*** Opening Supplied records ***

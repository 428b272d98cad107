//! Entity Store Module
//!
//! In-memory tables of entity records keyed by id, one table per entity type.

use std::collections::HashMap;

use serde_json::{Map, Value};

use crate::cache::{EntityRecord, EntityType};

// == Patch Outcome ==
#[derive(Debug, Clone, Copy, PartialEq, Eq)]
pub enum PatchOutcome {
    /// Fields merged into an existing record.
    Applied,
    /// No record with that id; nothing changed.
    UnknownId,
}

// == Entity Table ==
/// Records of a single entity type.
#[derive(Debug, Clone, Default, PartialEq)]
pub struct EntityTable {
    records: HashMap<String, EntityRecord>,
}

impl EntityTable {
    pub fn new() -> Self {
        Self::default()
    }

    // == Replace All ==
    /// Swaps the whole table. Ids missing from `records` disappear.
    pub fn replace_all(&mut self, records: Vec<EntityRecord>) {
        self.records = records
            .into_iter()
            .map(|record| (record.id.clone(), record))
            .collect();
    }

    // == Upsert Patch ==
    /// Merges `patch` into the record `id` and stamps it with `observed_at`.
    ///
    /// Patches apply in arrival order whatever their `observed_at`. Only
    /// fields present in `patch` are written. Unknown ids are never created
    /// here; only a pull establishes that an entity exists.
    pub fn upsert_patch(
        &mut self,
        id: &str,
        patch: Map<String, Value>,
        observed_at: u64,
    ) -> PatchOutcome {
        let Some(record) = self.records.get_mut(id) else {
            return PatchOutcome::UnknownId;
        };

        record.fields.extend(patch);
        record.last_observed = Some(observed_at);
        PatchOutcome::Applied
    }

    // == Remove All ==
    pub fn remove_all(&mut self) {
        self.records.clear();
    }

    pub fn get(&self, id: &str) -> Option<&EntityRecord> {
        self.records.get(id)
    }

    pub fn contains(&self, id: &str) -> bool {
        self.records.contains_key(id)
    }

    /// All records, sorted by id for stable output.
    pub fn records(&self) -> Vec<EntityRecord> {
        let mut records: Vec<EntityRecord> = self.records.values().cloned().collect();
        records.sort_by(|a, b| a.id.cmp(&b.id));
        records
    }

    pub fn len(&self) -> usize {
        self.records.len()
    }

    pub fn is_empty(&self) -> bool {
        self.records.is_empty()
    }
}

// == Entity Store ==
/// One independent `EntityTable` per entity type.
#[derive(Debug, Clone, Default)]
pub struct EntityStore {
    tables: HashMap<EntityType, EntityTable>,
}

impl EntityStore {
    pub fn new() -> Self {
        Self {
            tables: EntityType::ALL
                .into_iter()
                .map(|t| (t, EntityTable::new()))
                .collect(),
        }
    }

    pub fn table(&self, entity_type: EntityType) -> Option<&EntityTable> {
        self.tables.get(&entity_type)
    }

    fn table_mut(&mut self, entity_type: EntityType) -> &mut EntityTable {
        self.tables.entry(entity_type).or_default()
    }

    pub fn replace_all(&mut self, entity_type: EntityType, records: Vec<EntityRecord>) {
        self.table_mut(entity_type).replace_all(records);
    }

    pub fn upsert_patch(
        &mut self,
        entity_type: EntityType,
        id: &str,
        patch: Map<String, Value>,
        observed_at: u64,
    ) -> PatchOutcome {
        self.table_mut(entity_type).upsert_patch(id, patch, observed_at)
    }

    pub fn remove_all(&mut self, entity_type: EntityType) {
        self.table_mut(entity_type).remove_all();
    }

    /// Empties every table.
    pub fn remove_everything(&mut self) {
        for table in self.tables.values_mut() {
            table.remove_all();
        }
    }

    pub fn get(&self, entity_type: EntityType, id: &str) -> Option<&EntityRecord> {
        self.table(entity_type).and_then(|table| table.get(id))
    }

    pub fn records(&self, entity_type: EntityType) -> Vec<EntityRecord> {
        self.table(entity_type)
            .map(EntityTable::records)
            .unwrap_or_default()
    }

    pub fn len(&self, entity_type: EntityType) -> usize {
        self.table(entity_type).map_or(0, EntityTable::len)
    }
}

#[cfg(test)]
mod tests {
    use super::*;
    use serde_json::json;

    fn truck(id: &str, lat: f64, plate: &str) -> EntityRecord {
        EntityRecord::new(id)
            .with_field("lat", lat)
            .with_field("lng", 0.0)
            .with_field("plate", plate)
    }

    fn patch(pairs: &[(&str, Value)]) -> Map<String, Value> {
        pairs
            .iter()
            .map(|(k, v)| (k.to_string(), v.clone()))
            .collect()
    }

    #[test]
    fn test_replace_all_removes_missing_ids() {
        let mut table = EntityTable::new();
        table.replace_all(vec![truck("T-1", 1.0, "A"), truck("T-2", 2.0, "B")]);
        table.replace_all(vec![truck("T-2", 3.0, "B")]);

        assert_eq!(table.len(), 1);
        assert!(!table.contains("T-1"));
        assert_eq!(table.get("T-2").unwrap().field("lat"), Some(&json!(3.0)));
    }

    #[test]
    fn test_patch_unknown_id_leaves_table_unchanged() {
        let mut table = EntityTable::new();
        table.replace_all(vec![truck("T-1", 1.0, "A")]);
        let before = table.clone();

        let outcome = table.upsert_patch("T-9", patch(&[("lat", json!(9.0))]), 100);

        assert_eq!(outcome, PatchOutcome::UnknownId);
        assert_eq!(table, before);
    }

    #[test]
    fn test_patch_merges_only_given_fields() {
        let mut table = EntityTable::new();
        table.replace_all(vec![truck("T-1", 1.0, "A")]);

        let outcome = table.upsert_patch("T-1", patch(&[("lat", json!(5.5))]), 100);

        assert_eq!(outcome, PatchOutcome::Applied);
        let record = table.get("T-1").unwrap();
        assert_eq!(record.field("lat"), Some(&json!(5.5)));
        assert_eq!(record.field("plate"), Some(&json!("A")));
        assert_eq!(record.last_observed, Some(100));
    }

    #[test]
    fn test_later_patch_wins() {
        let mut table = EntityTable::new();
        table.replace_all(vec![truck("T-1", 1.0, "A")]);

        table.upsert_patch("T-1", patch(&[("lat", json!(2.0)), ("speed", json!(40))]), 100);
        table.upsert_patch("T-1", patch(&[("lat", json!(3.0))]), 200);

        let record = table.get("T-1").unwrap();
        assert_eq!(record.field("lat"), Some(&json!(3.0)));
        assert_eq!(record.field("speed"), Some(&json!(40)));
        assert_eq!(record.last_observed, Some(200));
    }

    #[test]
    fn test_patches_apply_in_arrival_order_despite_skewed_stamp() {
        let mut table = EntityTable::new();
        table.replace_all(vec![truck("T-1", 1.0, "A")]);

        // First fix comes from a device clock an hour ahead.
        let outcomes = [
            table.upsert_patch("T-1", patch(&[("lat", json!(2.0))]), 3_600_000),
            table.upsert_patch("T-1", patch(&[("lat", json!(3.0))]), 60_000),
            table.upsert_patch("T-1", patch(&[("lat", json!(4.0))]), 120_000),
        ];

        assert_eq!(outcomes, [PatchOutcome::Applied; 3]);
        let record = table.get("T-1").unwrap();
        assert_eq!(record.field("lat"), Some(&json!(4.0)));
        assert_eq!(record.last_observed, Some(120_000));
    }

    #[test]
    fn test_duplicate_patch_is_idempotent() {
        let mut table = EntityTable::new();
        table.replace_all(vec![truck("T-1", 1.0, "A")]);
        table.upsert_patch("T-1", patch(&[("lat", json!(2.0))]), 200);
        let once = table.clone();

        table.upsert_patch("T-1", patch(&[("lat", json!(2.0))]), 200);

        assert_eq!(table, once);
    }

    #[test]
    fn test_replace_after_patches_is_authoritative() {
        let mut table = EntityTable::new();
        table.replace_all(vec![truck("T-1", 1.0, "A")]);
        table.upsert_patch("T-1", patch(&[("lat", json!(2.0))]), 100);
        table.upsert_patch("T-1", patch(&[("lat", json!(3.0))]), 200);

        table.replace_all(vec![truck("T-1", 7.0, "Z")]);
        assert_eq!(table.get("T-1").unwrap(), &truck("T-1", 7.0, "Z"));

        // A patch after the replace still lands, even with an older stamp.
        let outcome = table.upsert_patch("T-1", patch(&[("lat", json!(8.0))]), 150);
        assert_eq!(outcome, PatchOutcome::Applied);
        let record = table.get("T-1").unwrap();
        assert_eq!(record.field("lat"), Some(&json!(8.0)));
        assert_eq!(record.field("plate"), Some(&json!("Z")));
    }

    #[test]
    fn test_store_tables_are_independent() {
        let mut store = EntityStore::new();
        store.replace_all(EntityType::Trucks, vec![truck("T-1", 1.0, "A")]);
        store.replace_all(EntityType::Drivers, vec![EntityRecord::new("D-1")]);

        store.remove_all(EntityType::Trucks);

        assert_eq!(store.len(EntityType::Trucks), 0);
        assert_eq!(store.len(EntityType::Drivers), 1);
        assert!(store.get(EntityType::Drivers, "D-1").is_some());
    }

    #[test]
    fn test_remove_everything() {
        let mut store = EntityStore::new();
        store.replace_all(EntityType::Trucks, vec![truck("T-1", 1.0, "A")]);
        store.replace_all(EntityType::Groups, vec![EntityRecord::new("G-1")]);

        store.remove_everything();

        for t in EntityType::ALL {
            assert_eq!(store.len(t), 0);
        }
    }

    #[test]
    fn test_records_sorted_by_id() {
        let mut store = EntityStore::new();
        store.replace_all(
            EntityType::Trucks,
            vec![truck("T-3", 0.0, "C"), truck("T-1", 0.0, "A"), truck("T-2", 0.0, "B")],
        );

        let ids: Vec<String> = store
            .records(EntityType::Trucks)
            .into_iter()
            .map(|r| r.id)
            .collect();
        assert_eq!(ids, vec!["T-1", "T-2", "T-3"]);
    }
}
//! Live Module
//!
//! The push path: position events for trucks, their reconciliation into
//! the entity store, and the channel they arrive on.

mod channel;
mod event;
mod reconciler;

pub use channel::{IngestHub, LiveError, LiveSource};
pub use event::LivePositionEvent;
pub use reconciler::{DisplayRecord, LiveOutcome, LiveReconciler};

*** Closing Supplied records ***

◆ **Assignment**
In the answer, give the lines from the first line of the data through the line with "an existing record.", exactly as they appear and with no additions.

◆ **Response to this task**
repository 428b272d98cad107
//! Entity Store Module
//!
//! In-memory tables of entity records keyed by id, one table per entity type.

use std::collections::HashMap;

use serde_json::{Map, Value};

use crate::cache::{EntityRecord, EntityType};

// == Patch Outcome ==
#[derive(Debug, Clone, Copy, PartialEq, Eq)]
pub enum PatchOutcome {
    /// Fields merged into an existing record.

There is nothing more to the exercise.